This year’s GCSE results have shown the biggest ever year-on-year decline – down to the lowest level since 2008.
The overall proportion of entries achieving A* to C has declined from 69% to 66.9%. Top A* grades have slipped from 6.6% to 6.5%.
This has been blamed on more pupils in England being required to resit English and maths.
Schools Minister Nick Gibb said 17-year-olds who had successfully retaken these GCSEs now had “better prospects”.
Impact of retakes
The results of more than five million GCSE entries in England, Wales and Northern Ireland have been published.
This year’s combined figures show a sharp decline in the proportion of grades A* to C and smaller falls in top A* and A grades.
Prof Alan Smithers, director of the University of Buckingham’s Centre for Education and Employment Research, said the 2.1 percentage points decline was the biggest drop in A*-C grades since GCSEs were introduced in the late 1980s.
This has been driven by a fall in grades in England – as Northern Ireland’s results improved and results in Wales remained stable.
- In England, the proportion of A* to C grades fell from 68.8% last year to 66.6%. Top A* grades were down from 6.6% to 6.4%.
- In Northern Ireland the proportion of these good passes increased slightly to 79.1% and top A* grades rose to 9.3%.
- In Wales, the level of A* to C passes remained at 66.6%, with A* grades rising slightly to 6.1%.
The fall in England has been attributed to a policy in England requiring resits in maths and English for 17-year-olds who did not make a C grade last year.

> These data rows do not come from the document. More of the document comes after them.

//! Pipeline state machine and per-instance shared state.
//!
//! [`PipelineState`] drives the busy indicator and control enabling. The
//! owning form reads it, together with the resolved URL and storage
//! reference, through [`SharedAssetState`].
//!
//! [`SharedAssetState`] is a type alias for `Arc<Mutex<AssetState>>`. Each
//! pipeline instance owns exactly one; audio and image never share state.

use std::sync::{Arc, Mutex, MutexGuard};

use super::error::PipelineError;
use crate::storage::StorageReference;

// ---------------------------------------------------------------------------
// PipelineState
// ---------------------------------------------------------------------------

/// States of one asset pipeline.
///
/// ```text
/// Idle ──generate/upload──▶ Busy ──success──▶ Ready
///                                ──error────▶ Failed
/// Ready / Failed ──generate/upload──▶ Busy
/// ```
#[derive(Debug, Clone, Copy, PartialEq, Eq, Default)]
pub enum PipelineState {
    /// Nothing has been requested yet.
    #[default]
    Idle,

    /// A generation or upload is in flight.
    Busy,

    /// The asset is uploaded and its URL resolved.
    Ready,

    /// The last cycle failed; a new request may be issued at any time.
    Failed,
}

impl PipelineState {
    /// Returns `true` while a remote step is in flight.
    ///
    /// The UI uses this to disable the generate / upload controls.
    ///
    /// ```
    /// use podcast_assets::pipeline::PipelineState;
    ///
    /// assert!(!PipelineState::Idle.is_busy());
    /// assert!(PipelineState::Busy.is_busy());
    /// assert!(!PipelineState::Ready.is_busy());
    /// assert!(!PipelineState::Failed.is_busy());
    /// ```
    pub fn is_busy(&self) -> bool {
        matches!(self, PipelineState::Busy)
    }

    /// A short human-readable label suitable for a button or status line.
    pub fn label(&self) -> &'static str {
        match self {
            PipelineState::Idle => "Generate",
            PipelineState::Busy => "Generating",
            PipelineState::Ready => "Done",
            PipelineState::Failed => "Error",
        }
    }
}

// ---------------------------------------------------------------------------
// AssetState
// ---------------------------------------------------------------------------

/// Everything the owning form reads from one pipeline instance.
#[derive(Debug, Clone, Default, PartialEq)]
pub struct AssetState {
    /// Current phase.
    pub pipeline: PipelineState,

    /// Playable / displayable URL. `Some` only in `Ready`.
    pub resolved_url: Option<String>,

    /// Storage handle persisted with the podcast on form submission.
    pub storage: Option<StorageReference>,

    /// Why the last cycle failed, when `pipeline == Failed`.
    pub error: Option<PipelineError>,

    /// Clip length reported by the playback element (audio only).
    pub duration_secs: Option<f64>,
}

impl AssetState {
    /// Drop everything left from the previous cycle and enter `Busy`.
    pub(crate) fn begin(&mut self) {
        *self = AssetState {
            pipeline: PipelineState::Busy,
            ..AssetState::default()
        };
    }
}

// ---------------------------------------------------------------------------
// SharedAssetState
// ---------------------------------------------------------------------------

/// Thread-safe handle to [`AssetState`].
///
/// Cheap to clone (`Arc` clone). Lock for a short critical section only and
/// never hold the guard across an `.await` point.
pub type SharedAssetState = Arc<Mutex<AssetState>>;

/// Construct a new [`SharedAssetState`] in `Idle`.
pub fn new_shared_state() -> SharedAssetState {
    Arc::new(Mutex::new(AssetState::default()))
}

/// Lock `state`, recovering the data if a previous holder panicked.
pub(crate) fn lock(state: &SharedAssetState) -> MutexGuard<'_, AssetState> {
    state.lock().unwrap_or_else(|poisoned| poisoned.into_inner())
}

// ---------------------------------------------------------------------------
// Tests
// ---------------------------------------------------------------------------

#[cfg(test)]
mod tests {
    use super::*;

    #[test]
    fn only_busy_is_busy() {
        assert!(!PipelineState::Idle.is_busy());
        assert!(PipelineState::Busy.is_busy());
        assert!(!PipelineState::Ready.is_busy());
        assert!(!PipelineState::Failed.is_busy());
    }

    #[test]
    fn labels() {
        assert_eq!(PipelineState::Idle.label(), "Generate");
        assert_eq!(PipelineState::Busy.label(), "Generating");
        assert_eq!(PipelineState::Ready.label(), "Done");
        assert_eq!(PipelineState::Failed.label(), "Error");
    }

    #[test]
    fn default_state_is_idle_and_empty() {
        let state = AssetState::default();
        assert_eq!(state.pipeline, PipelineState::Idle);
        assert!(state.resolved_url.is_none());
        assert!(state.storage.is_none());
        assert!(state.error.is_none());
        assert!(state.duration_secs.is_none());
    }

    #[test]
    fn begin_clears_previous_cycle() {
        let mut state = AssetState {
            pipeline: PipelineState::Ready,
            resolved_url: Some("https://files.test/a".into()),
            storage: Some(StorageReference::new("a")),
            error: None,
            duration_secs: Some(12.5),
        };
        state.begin();

        assert_eq!(state.pipeline, PipelineState::Busy);
        assert!(state.resolved_url.is_none());
        assert!(state.storage.is_none());
        assert!(state.duration_secs.is_none());
    }

    #[test]
    fn shared_state_is_send_sync() {
        fn assert_send_sync<T: Send + Sync>() {}
        assert_send_sync::<SharedAssetState>();
    }

    #[test]
    fn shared_state_can_be_cloned_and_mutated() {
        let state = new_shared_state();
        let state2 = Arc::clone(&state);

        lock(&state).pipeline = PipelineState::Busy;
        assert_eq!(lock(&state2).pipeline, PipelineState::Busy);
    }
}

Even without these older pupils resitting exams, there has been a fall in the results of 16 year olds, with the proportion getting A* to C declining by 1.3% points.This year’s results were down for maths, English, history and geography.
And there were further falls in the numbers of pupils taking modern languages, with the British Council warning that entries for French had more than halved in the past two decades.
The National Union of Teachers said the decline in modern languages was exacerbated by the “difficulty many schools have in recruiting qualified language teachers”.
Gender gap
The gender gap has widened further – with 71.3% of entries by girls getting a C grade or above compared with 62.4% of boys.
There has been a continuing reduction in the number of pupils taking GCSEs a year early, down by about a quarter compared with last year.
League tables now only count the first time a pupil sits an exam, discouraging entries by younger pupils.
This will be the last year before the start of a major change in how GCSEs are graded in England and how school performance is measured.
A revised set of GCSE exams are going to be graded by numbers – from 9 down to 1 – rather than the current letter-based system in a process that will be phased in from next year.
There will also be a new way of assessing schools in England, to be introduced later this year, called Progress 8, which will measure how much progress pupils make in secondary schools, rather than their raw results.
Russell Hobby, leader of the National Association of Head Teachers, said: “GCSE results day is a nervous time for all, as much depends on these grades.
“2016 is worse than ever in this regard as the results are so unpredictable following wave after wave of over hasty changes. Such overwhelming change introduces mistakes and makes it hard to sustain a calm focus on teaching,” said Mr Hobby.England’s School Standards Minister Nick Gibb said he was “pleased to see that there are more GCSEs being taken in the core academic subjects, those that give students a wider range of opportunities.
“And for those 17-year-olds who have struggled to achieve good grades in maths, we are seeing 4,000 more successful re-takes of those exams; delivering better prospects for every one of those young people.”
Kirsty Williams, Education Secretary in Wales, said: “This year’s GCSEs show another strong performance with two thirds of our learners achieving at least A*-C and an increase in the top grades.”